Object Title

Webley-Fosbery Model 1902 automatic revolver

Webley-Fosbery Model 1902 automatic revolver


By the First World War, most revolvers were double-action. That is, pulling the trigger both cocks and releases the hammer. This allowed rapid fire, but required a great deal of force to perform both of these actions. This caused the weapon to shake as it fired, reducing accuracy. For aimed fire therefore, the shooter could manually cock the hammer as he would a single-action revolver. This reduced the weight of the trigger pull, but took precious time and deliberate effort to perform in a high stress situation. Early self-loading pistols also had light triggers and could be fired rapidly, but were often perceived as being less reliable than revolvers. This opened up a very short period at the beginning of the twentieth century during which there was a gap in the pistol market for an alternative. The Webley-Fosbery revolver was an ingenious solution from British designer George Vincent Fosbery. Fosbery had a distinguished Indian Army career, being awarded the Victoria Cross in 1865. He invented the 'Paradox' shotgun as well as pioneering the bolt mechanism used today in the AR15 rifle. He also lectured on the subject of military pistol 'stopping power' that a large, heavy bullet was needed to 'physically cripple or disable' one's enemy at close quarters. Fosbery's revolver was based on the service Webley, and the most common variant chambered the standard .455 cartridge.

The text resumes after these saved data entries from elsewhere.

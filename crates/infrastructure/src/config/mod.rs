//! Application configuration
//!
//! Split into focused sub-modules:
//! - `entry`: credentials and title captured by the setup flow
//!
//! Sources, in increasing precedence: built-in defaults, an optional
//! `config.toml`, then `GEMINI_ASSIST_*` environment variables where `__`
//! separates nesting levels (e.g. `GEMINI_ASSIST_ENTRY__API_KEY`).

mod entry;

use std::path::Path;

use ai_core::InferenceConfig;
use ai_speech::{SpeechConfig, SttProvider};
use domain::{EffectiveSettings, OptionsMap, retain_recognized};
use secrecy::ExposeSecret;
use serde::{Deserialize, Serialize};

pub use entry::{DEFAULT_ENTRY_NAME, EntryConfig};

use crate::telemetry::LoggingConfig;

/// Environment variable prefix
pub const ENV_PREFIX: &str = "GEMINI_ASSIST";

/// Vendor endpoints and transport settings
#[derive(Debug, Clone, Serialize, Deserialize)]
pub struct EndpointsConfig {
    /// Generative Language API base URL
    #[serde(default = "default_gemini_base_url")]
    pub gemini_base_url: String,

    /// Cloud Speech-to-Text base URL
    #[serde(default = "default_stt_base_url")]
    pub stt_base_url: String,

    /// Recognition backend
    #[serde(default)]
    pub stt_provider: SttProvider,

    /// Optional request timeout in milliseconds
    ///
    /// Unset by default, so vendor calls wait as long as the vendor takes.
    #[serde(default)]
    pub timeout_ms: Option<u64>,
}

fn default_gemini_base_url() -> String {
    InferenceConfig::default().base_url
}

fn default_stt_base_url() -> String {
    SpeechConfig::default().stt_base_url
}

impl Default for EndpointsConfig {
    fn default() -> Self {
        Self {
            gemini_base_url: default_gemini_base_url(),
            stt_base_url: default_stt_base_url(),
            stt_provider: SttProvider::default(),
            timeout_ms: None,
        }
    }
}

/// Main application configuration
#[derive(Debug, Clone, Default, Serialize, Deserialize)]
pub struct AppConfig {
    /// Config entry credentials
    #[serde(default)]
    pub entry: EntryConfig,

    /// Stored integration options (unrecognised keys are ignored)
    #[serde(default)]
    pub options: OptionsMap,

    /// Vendor endpoints
    #[serde(default)]
    pub endpoints: EndpointsConfig,

    /// Log output
    #[serde(default)]
    pub logging: LoggingConfig,
}

impl AppConfig {
    /// Load configuration from environment and optional `config.toml`
    pub fn load() -> Result<Self, config::ConfigError> {
        Self::build(config::File::with_name("config").required(false))
    }

    /// Load configuration from an explicit file, still honouring the environment
    pub fn load_from(path: &Path) -> Result<Self, config::ConfigError> {
        Self::build(config::File::from(path).required(true))
    }

    fn build<S>(file: S) -> Result<Self, config::ConfigError>
    where
        S: config::Source + Send + Sync + 'static,
    {
        let builder = config::Config::builder()
            // Start with defaults
            .set_default("entry.name", DEFAULT_ENTRY_NAME)?
            .set_default("logging.filter", "info")?
            .add_source(file)
            // Override with environment variables (e.g., GEMINI_ASSIST_ENTRY__API_KEY)
            .add_source(
                config::Environment::with_prefix(ENV_PREFIX)
                    .prefix_separator("_")
                    .separator("__")
                    .try_parsing(true),
            );

        let config = builder.build()?;
        let mut app: Self = config.try_deserialize()?;
        app.options = retain_recognized(&app.options);
        Ok(app)
    }

    /// Settings resolved from the stored options
    #[must_use]
    pub fn effective_settings(&self) -> EffectiveSettings {
        EffectiveSettings::resolve(&self.options)
    }

    /// Configuration for the conversation model client
    #[must_use]
    pub fn inference_config(&self) -> InferenceConfig {
        let settings = self.effective_settings();
        InferenceConfig {
            api_key: self.entry.api_key_str().unwrap_or_default().to_string(),
            base_url: self.endpoints.gemini_base_url.clone(),
            default_model: settings.conversation_model,
            timeout_ms: self.endpoints.timeout_ms,
            max_tokens: settings.conversation_max_tokens,
            temperature: settings.conversation_temperature,
        }
    }

    /// Configuration for the speech clients
    #[must_use]
    pub fn speech_config(&self) -> SpeechConfig {
        let settings = self.effective_settings();
        SpeechConfig {
            stt_provider: self.endpoints.stt_provider,
            gemini_api_key: self.entry.api_key_str().map(str::to_string),
            gemini_base_url: self.endpoints.gemini_base_url.clone(),
            tts_model: settings.model,
            default_voice: settings.voice,
            stt_base_url: self.endpoints.stt_base_url.clone(),
            stt_project_id: self.entry.stt_project_id.clone(),
            stt_credentials_json: self
                .entry
                .stt_credentials_json
                .as_ref()
                .map(|json| json.expose_secret().to_string()),
            stt_model: settings.stt_model,
            stt_language: settings.stt_language,
            timeout_ms: self.endpoints.timeout_ms,
            ..SpeechConfig::default()
        }
    }
}
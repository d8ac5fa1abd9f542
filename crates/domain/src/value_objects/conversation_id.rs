//! Conversation identifier handed back to the host

use std::fmt;

use serde::{Deserialize, Serialize};
use uuid::Uuid;

/// Opaque conversation identifier
///
/// The host may supply its own identifiers, so any non-empty string is
/// accepted. Identifiers generated here are time-ordered UUIDs.
#[derive(Debug, Clone, PartialEq, Eq, Hash, Serialize, Deserialize)]
#[serde(transparent)]
pub struct ConversationId(String);

impl ConversationId {
    /// Generate a fresh identifier
    pub fn generate() -> Self {
        Self(Uuid::now_v7().to_string())
    }

    /// Wrap a host-supplied identifier, rejecting blank input
    pub fn parse(value: impl Into<String>) -> Option<Self> {
        let value = value.into();
        if value.trim().is_empty() {
            None
        } else {
            Some(Self(value))
        }
    }

    /// Get the identifier as a string slice
    pub fn as_str(&self) -> &str {
        &self.0
    }
}

impl fmt::Display for ConversationId {
    fn fmt(&self, f: &mut fmt::Formatter<'_>) -> fmt::Result {
        f.write_str(&self.0)
    }
}
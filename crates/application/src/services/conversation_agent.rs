//! Conversation agent - Chat with a bounded transcript

use std::{fmt, sync::Arc, time::Instant};

use domain::catalog::CONVERSATION_LANGUAGES;
use domain::{ConversationHistory, ConversationId};
use parking_lot::Mutex;
use tracing::{debug, error, instrument};

use crate::{
    error::ApplicationError,
    ports::{GenerationRequest, InferencePort},
    services::{OptionsStore, dispatch::run_detached},
};

/// One user turn handed over by the host
#[derive(Debug, Clone, Default)]
pub struct ConversationInput {
    pub text: String,
    pub language: Option<String>,
    pub conversation_id: Option<String>,
}

impl ConversationInput {
    /// Input without language or conversation id
    pub fn new(text: impl Into<String>) -> Self {
        Self {
            text: text.into(),
            ..Self::default()
        }
    }
}

/// Error codes an agent can report to the host
#[derive(Debug, Clone, Copy, PartialEq, Eq)]
pub enum ConversationErrorCode {
    Unknown,
}

impl ConversationErrorCode {
    pub const fn as_str(self) -> &'static str {
        match self {
            Self::Unknown => "unknown",
        }
    }
}

/// What the agent answers
#[derive(Debug, Clone, PartialEq, Eq)]
pub enum ConversationResponse {
    /// Text to speak back
    Speech { text: String },
    /// The turn failed
    Error {
        code: ConversationErrorCode,
        message: String,
    },
}

/// Outcome of one processed turn
#[derive(Debug, Clone, PartialEq, Eq)]
pub struct ConversationResult {
    pub response: ConversationResponse,
    pub language: Option<String>,
    /// Caller's id, or a fresh one after a successful turn
    pub conversation_id: Option<String>,
}

impl ConversationResult {
    /// Spoken reply, if the turn succeeded
    pub fn speech(&self) -> Option<&str> {
        match &self.response {
            ConversationResponse::Speech { text } => Some(text),
            ConversationResponse::Error { .. } => None,
        }
    }
}

/// Chat agent backed by a Gemini text model
pub struct ConversationAgent {
    entity_id: String,
    inference: Arc<dyn InferencePort>,
    options: Arc<OptionsStore>,
    history: Mutex<ConversationHistory>,
}

impl fmt::Debug for ConversationAgent {
    fn fmt(&self, f: &mut fmt::Formatter<'_>) -> fmt::Result {
        f.debug_struct("ConversationAgent")
            .field("entity_id", &self.entity_id)
            .field("history_len", &self.history.lock().len())
            .finish_non_exhaustive()
    }
}

impl ConversationAgent {
    /// Create an agent with an empty history
    pub fn new(
        entity_id: impl Into<String>,
        inference: Arc<dyn InferencePort>,
        options: Arc<OptionsStore>,
    ) -> Self {
        Self {
            entity_id: entity_id.into(),
            inference,
            options,
            history: Mutex::new(ConversationHistory::new()),
        }
    }

    /// Entity id the host addresses this agent by
    pub fn entity_id(&self) -> &str {
        &self.entity_id
    }

    /// Languages the agent accepts
    pub const fn supported_languages(&self) -> &'static [&'static str] {
        CONVERSATION_LANGUAGES
    }

    /// Number of retained history entries
    pub fn history_len(&self) -> usize {
        self.history.lock().len()
    }

    /// Forget all previous turns
    pub fn clear_history(&self) {
        self.history.lock().clear();
        debug!(entity_id = %self.entity_id, "Conversation history cleared");
    }

    /// Process one user turn
    ///
    /// Failures never escape: they are logged and reported as an error
    /// response, leaving the history untouched.
    #[instrument(skip(self, input), fields(entity_id = %self.entity_id, text_len = input.text.len()))]
    pub async fn process(&self, input: ConversationInput) -> ConversationResult {
        match self.generate_reply(&input.text).await {
            Ok(reply) => {
                self.history.lock().record_exchange(input.text, reply.clone());
                ConversationResult {
                    response: ConversationResponse::Speech { text: reply },
                    language: input.language,
                    conversation_id: Some(
                        input
                            .conversation_id
                            .unwrap_or_else(|| ConversationId::generate().as_str().to_string()),
                    ),
                }
            },
            Err(e) => {
                error!(error = %e, "Error processing conversation");
                ConversationResult {
                    response: ConversationResponse::Error {
                        code: ConversationErrorCode::Unknown,
                        message: format!("Sorry, I encountered an error: {e}"),
                    },
                    language: input.language,
                    conversation_id: input.conversation_id,
                }
            },
        }
    }

    async fn generate_reply(&self, text: &str) -> Result<String, ApplicationError> {
        let settings = self.options.effective();
        let prompt = self
            .history
            .lock()
            .build_prompt(settings.conversation_context_length, text);

        let request = GenerationRequest {
            prompt,
            model: settings.conversation_model,
            temperature: settings.conversation_temperature,
            max_tokens: settings.conversation_max_tokens,
        };

        let start = Instant::now();
        let inference = Arc::clone(&self.inference);
        let result = run_detached(async move { inference.generate(request).await }).await?;

        #[allow(clippy::cast_possible_truncation)]
        let latency_ms = start.elapsed().as_millis() as u64;
        debug!(
            model = %result.model,
            tokens = ?result.tokens_used,
            latency_ms,
            "Conversation response generated"
        );

        Ok(result.content.trim().to_string())
    }
}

It was extensively redesigned, however, featuring a recoiling upper frame to revolve its cylinder and cock its hammer automatically after each shot. A .38 ACP calibre version was also produced, but is rare today. Unusually for a revolver, it also sported a safety catch. This was advertised as allowing speed of operation, but simply cocking the hammer on drawing the pistol would have been just as quick. In fact, the safety was essential to prevent accidental discharge. The sliding frame meant that the hammer could be inadvertently cocked when the pistol was holstered.

Use and effect

The Fosbery's self-cocking hammer made the trigger very easy and quick to pull, a desirable feature in close-quarter battle. The .455 already had low perceived recoil, and the reciprocating upper frame further reduced this. It was possible to keep all six shots on target under rapid fire. Fosbery had succeeded in designing the fastest firing revolver ever created. However, it had limitations. Using a form of blowback operation, if the Fosbery were not firmly grasped with arm extended, there would be insufficient resistance to allow the upper frame to recoil far enough to recock the hammer. If this occurred, or if a cartridge failed to fire, the lack of a double-action trigger meant that the weapon would have to be manually cocked to fire the next shot. The user of the service Webley had only to pull the trigger again to revolve the cylinder and drop the hammer on the next chamber to continue firing. Reloading was no quicker and capacity (in .455) no greater. The Fosbery also added complexity to an otherwise reliable design, increasing the need to keep the weapon clean to ensure reliable operation. The pistol was rejected by the U.S. military in favour of what became the Colt M1911, which also saw more British service than the Fosbery. Nonetheless, some Fosberys were purchased privately by British army officers, including Rudyard Kipling's son Jack. One was carried by Captain Hylton Widdrington Young of the Royal Inniskilling Fusiliers on the retreat from Mons in August 1914. The Royal Navy also officially procured 66 examples in 1915, for issue to officers of the Royal Naval Air Service. This example, produced in July 1904, belonged to Viscount Rudolph Edmund Aloysius Feilding of the Coldstream Guards. Feilding was awarded the Distinguished Service Order in October 1914. His father, the 9th Earl of Denbigh, argued strongly in the House of Lords against conscientious objectors, whom he regarded as 'dangerous lunatics'. Feilding also owned a .455 calibre American Colt New Service revolver. It is not known which, if either, of these revolvers he took with him to the Western Front.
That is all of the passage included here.